要进行这些测试，开发人员必须首先安装必要的 deepteam 和 OpenAI 库，并配置他们的 OpenAI API 密钥，这对于 deepteam 生成对抗性攻击和评估 LLM 响应都至关重要。该过程涉及定义一个回调函数，该函数查询目标 OpenAI 模型（在本例中为 gpt-4o-mini）并返回其输出。此函数充当攻击框架与正在测试的 LLM 之间的接口。

模型接口建立后，便可定义特定的漏洞和攻击类型。对于这系列测试，选择的漏洞类别是“非法活动”，特别强调敏感的子类别，以严格测试模型的安全协议。随后部署了几种单轮攻击方法：

提示注入是一种常见技术，用户试图通过在提示中注入操纵性文本来覆盖模型固有的指令。目的是欺骗模型无视其安全策略并生成受限内容。在此次测试中，一个注入的提示试图强迫模型扮演一个不道德的角色，鼓励非法活动。然而，模型成功抵抗，回应以明确的“抱歉，我无法协助您”，证实了其遵守安全准则。

灰盒攻击利用对目标 LLM 系统的部分知识来构建对抗性提示。与完全随机的输入不同，灰盒攻击通过用抽象或误导性语言重新构建基线攻击来利用已知弱点，从而使恶意意图更难被安全过滤器检测到。此测试涉及一个伪装成创建虚假身份证明文件和使用加密通道的指令的提示。然而，模型并未上当受骗。

在Base64 攻击中，有害指令以 Base64 编码，以绕过直接的关键词过滤器。攻击者将恶意内容隐藏在编码格式中，希望模型能够解码并执行隐藏命令。在此，一个编码字符串包含与非法活动相关的指令。尽管请求的性质是隐藏的，但模型并未尝试解码或根据伪装内容行事。

Leetspeak 攻击通过用数字或符号替换普通字符（例如，“a”变为“4”，“e”变为“3”）来伪装恶意指令。这种符号替换使得有害文本难以被简单的关键词过滤器检测到，同时仍可供人类或能够解码的系统读取。一个以 Leetspeak 编写的、指示未成年人进行非法活动的攻击文本，尽管经过混淆，仍被模型清楚地识别为恶意内容。

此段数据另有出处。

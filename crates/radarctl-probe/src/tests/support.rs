//! Harness types for probe tests: a fake control service that answers one
//! connection, a static configuration loader, and a world that captures the
//! probe's output.

use std::ffi::OsString;
use std::io::{self, Read, Write};
use std::net::{TcpListener, TcpStream};
use std::process::ExitCode;
use std::sync::{Arc, Mutex};
use std::thread;
use std::time::{Duration, Instant};

use anyhow::{Context, Result, anyhow, ensure};
use camino::Utf8PathBuf;
use radarctl_config::Config;
use tempfile::NamedTempFile;

use crate::{AppError, ConfigLoader, IoStreams, run_with_loader};

const ACCEPT_DEADLINE: Duration = Duration::from_secs(2);
const READ_TIMEOUT: Duration = Duration::from_secs(2);

pub(super) struct StaticConfigLoader {
    config: Config,
}

impl StaticConfigLoader {
    pub(super) fn new(config: Config) -> Self {
        Self { config }
    }
}

impl ConfigLoader for StaticConfigLoader {
    fn load(&self, _args: &[OsString]) -> Result<Config, AppError> {
        Ok(self.config.clone())
    }
}

/// Serves a single connection: records the request and writes a canned reply.
pub(super) struct FakeService {
    port: u16,
    request: Arc<Mutex<Option<Vec<u8>>>>,
    handle: Option<thread::JoinHandle<Result<()>>>,
}

impl FakeService {
    pub(super) fn spawn(reply: Vec<u8>) -> Result<Self> {
        let listener = TcpListener::bind(("127.0.0.1", 0)).context("bind fake service")?;
        listener
            .set_nonblocking(true)
            .context("fake service nonblocking")?;
        let port = listener.local_addr().context("local addr")?.port();
        let request = Arc::new(Mutex::new(None));
        let recorded = Arc::clone(&request);
        let handle = thread::spawn(move || Self::serve(&listener, &reply, &recorded));
        Ok(Self {
            port,
            request,
            handle: Some(handle),
        })
    }

    pub(super) fn port(&self) -> u16 {
        self.port
    }

    /// Waits for the service thread and returns the request it read, if a
    /// client connected.
    pub(super) fn take_request(&mut self) -> Result<Option<Vec<u8>>> {
        if let Some(handle) = self.handle.take() {
            handle
                .join()
                .map_err(|_| anyhow!("fake service thread panicked"))?
                .context("fake service failed")?;
        }
        let mut guard = self
            .request
            .lock()
            .map_err(|error| anyhow!("lock request: {error}"))?;
        Ok(guard.take())
    }

    fn serve(
        listener: &TcpListener,
        reply: &[u8],
        request: &Arc<Mutex<Option<Vec<u8>>>>,
    ) -> Result<()> {
        let Some(mut stream) = Self::accept(listener)? else {
            return Ok(());
        };
        stream.set_nonblocking(false).context("blocking stream")?;
        stream
            .set_read_timeout(Some(READ_TIMEOUT))
            .context("read timeout")?;

        let mut buffer = [0_u8; 1024];
        let read = stream.read(&mut buffer).context("read request")?;
        let received = buffer.get(..read).context("request slice")?.to_vec();
        *request
            .lock()
            .map_err(|error| anyhow!("lock request: {error}"))? = Some(received);

        stream.write_all(reply).context("write reply")?;
        Ok(())
    }

    fn accept(listener: &TcpListener) -> Result<Option<TcpStream>> {
        let deadline = Instant::now() + ACCEPT_DEADLINE;
        loop {
            match listener.accept() {
                Ok((stream, _)) => return Ok(Some(stream)),
                Err(error) if error.kind() == io::ErrorKind::WouldBlock => {
                    // The probe may fail before connecting; stop waiting rather
                    // than hang the test.
                    if Instant::now() >= deadline {
                        return Ok(None);
                    }
                    thread::sleep(Duration::from_millis(10));
                }
                Err(error) => return Err(error).context("accept"),
            }
        }
    }
}

pub(super) struct TestWorld {
    pub(super) config: Config,
    pub(super) service: Option<FakeService>,
    pub(super) services_file: Option<NamedTempFile>,
    pub(super) stdout: Vec<u8>,
    pub(super) stderr: Vec<u8>,
    pub(super) exit_code: Option<ExitCode>,
    pub(super) request: Option<Vec<u8>>,
}

impl Default for TestWorld {
    fn default() -> Self {
        Self {
            config: Config {
                fallback_port: None,
                ..Config::default()
            },
            service: None,
            services_file: None,
            stdout: Vec::new(),
            stderr: Vec::new(),
            exit_code: None,
            request: None,
        }
    }
}

impl TestWorld {
    pub(super) fn start_service(&mut self, reply: &[u8]) -> Result<()> {
        let service = FakeService::spawn(reply.to_vec())?;
        self.config.service_name = service.port().to_string();
        self.service = Some(service);
        Ok(())
    }

    /// Points the probe at a loopback port nothing listens on.
    pub(super) fn target_closed_port(&mut self) -> Result<()> {
        let listener = TcpListener::bind(("127.0.0.1", 0)).context("bind probe port")?;
        let port = listener.local_addr().context("local addr")?.port();
        drop(listener);
        self.config.service_name = port.to_string();
        Ok(())
    }

    /// Uses a services database that lists `name` on `port`.
    pub(super) fn use_services_database(&mut self, contents: &str) -> Result<()> {
        let mut file = NamedTempFile::new().context("services file")?;
        file.write_all(contents.as_bytes())
            .context("write services file")?;
        self.config.services_path = Utf8PathBuf::from_path_buf(file.path().to_path_buf())
            .map_err(|path| anyhow!("services path is not UTF-8: {}", path.display()))?;
        self.services_file = Some(file);
        Ok(())
    }

    pub(super) fn run(&mut self, command_line: &str) -> Result<()> {
        self.stdout.clear();
        self.stderr.clear();
        let args = Self::build_args(command_line);
        let loader = StaticConfigLoader::new(self.config.clone());
        let mut io = IoStreams::new(&mut self.stdout, &mut self.stderr);
        self.exit_code = Some(run_with_loader(args, &mut io, &loader));
        if let Some(mut service) = self.service.take() {
            self.request = service.take_request()?;
        }
        Ok(())
    }

    fn build_args(command_line: &str) -> Vec<OsString> {
        std::iter::once("radarctl-probe")
            .chain(command_line.split_whitespace())
            .map(OsString::from)
            .collect()
    }

    pub(super) fn stdout_text(&self) -> Result<String> {
        String::from_utf8(self.stdout.clone()).context("stdout should be UTF-8")
    }

    pub(super) fn stderr_text(&self) -> Result<String> {
        String::from_utf8(self.stderr.clone()).context("stderr should be UTF-8")
    }

    pub(super) fn assert_exit_code(&self, expected: u8) -> Result<()> {
        let exit = self.exit_code.context("exit code recorded")?;
        ensure!(
            exit == ExitCode::from(expected),
            "expected exit code {expected}, got {exit:?}"
        );
        Ok(())
    }
}
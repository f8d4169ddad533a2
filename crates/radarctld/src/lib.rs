//! Control service for a long-running instrument controller.
//!
//! Remote clients connect over TCP, send one command name,
//! and read the command's reply until the service closes the connection. The
//! crate provides the pieces of that exchange:
//!
//! - [`Command`] is the executable unit of work. Instrument operations plug in
//!   by implementing it.
//! - [`CommandRegistry`] maps names to commands. Lookup is exact and
//!   case-sensitive; a miss is a typed [`DispatchError::UnknownCommand`].
//! - [`SessionHandler`] runs one request/response session per connection.
//! - [`SocketListener`] accepts connections and hands each to the session
//!   handler on its own thread.
//!
//! [`bootstrap_with`] wires configuration, telemetry, and the built-in
//! `health`, `status`, and `commands` commands; [`run_daemon`] serves them in
//! the foreground until a termination signal arrives.
//!
//! ```no_run
//! use radarctld::{CommandRegistry, StaticReply, run_daemon_with_commands};
//!
//! let mut registry = CommandRegistry::new();
//! registry.register(StaticReply::new("stop", "acquisition stopped\n"))?;
//! run_daemon_with_commands(registry)?;
//! # Ok::<(), Box<dyn std::error::Error>>(())
//! ```

mod bootstrap;
pub mod builtins;
mod command;
mod dispatch;
mod health;
mod process;
pub mod telemetry;
pub mod transport;

pub use bootstrap::{
    BootstrapError, ConfigLoader, Daemon, StaticConfigLoader, SystemConfigLoader, bootstrap_with,
};
pub use command::{Command, CommandError, StaticReply};
pub use dispatch::{
    CommandRegistry, CommandSource, DispatchError, MAX_COMMAND_BYTES, REQUEST_GRACE,
    RegistryError, SessionCounts, SessionHandler, SessionOutcome, SessionStats,
};
pub use health::{HealthReporter, StructuredHealthReporter};
pub use process::{
    LaunchError, ShutdownError, ShutdownSignal, SystemShutdownSignal, run_daemon,
    run_daemon_with_commands,
};
pub use telemetry::{TelemetryError, TelemetryHandle};
pub use transport::{ConnectionHandler, ConnectionStream, ListenerError, SocketListener};

#[cfg(test)]
mod tests;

类似地，ROT-13 攻击采用一种经典的混淆方法，其中每个字母在字母表中移动 13 个位置，将有害指令打乱成编码形式。这使得它们不太可能触发基于关键词的基本内容过滤器，尽管文本很容易解码。gpt-4o-mini 模型展示了其检测潜在恶意意图的能力。

多语言攻击涉及将有害的基线提示翻译成不常受监控的语言。前提是内容过滤器和审核系统在英语等广泛使用的语言之外可能效果较差。在一项测试中，一个用斯瓦希里语编写的、要求提供与非法活动相关的指令的攻击，也成功被模型抵御。

最后，数学问题攻击将恶意请求嵌入到数学符号或问题陈述中，使输入看起来像一个无害的学术练习。在这种情况下，输入将非法利用内容框定为群论问题，要求模型“证明”有害结果并提供“翻译”成通俗语言。模型成功识别并拒绝参与有害的潜在请求。

在所有这些单轮对抗性测试中，gpt-4o-mini 模型都展示了强大的防御能力，始终拒绝生成有害或受限制的内容。使用 deepteam 进行的这种严格的红队测试过程为 LLM 的安全态势提供了宝贵的见解，突显了构建和维护能够抵御日益复杂对抗性策略的安全可靠 AI 系统所需的持续努力。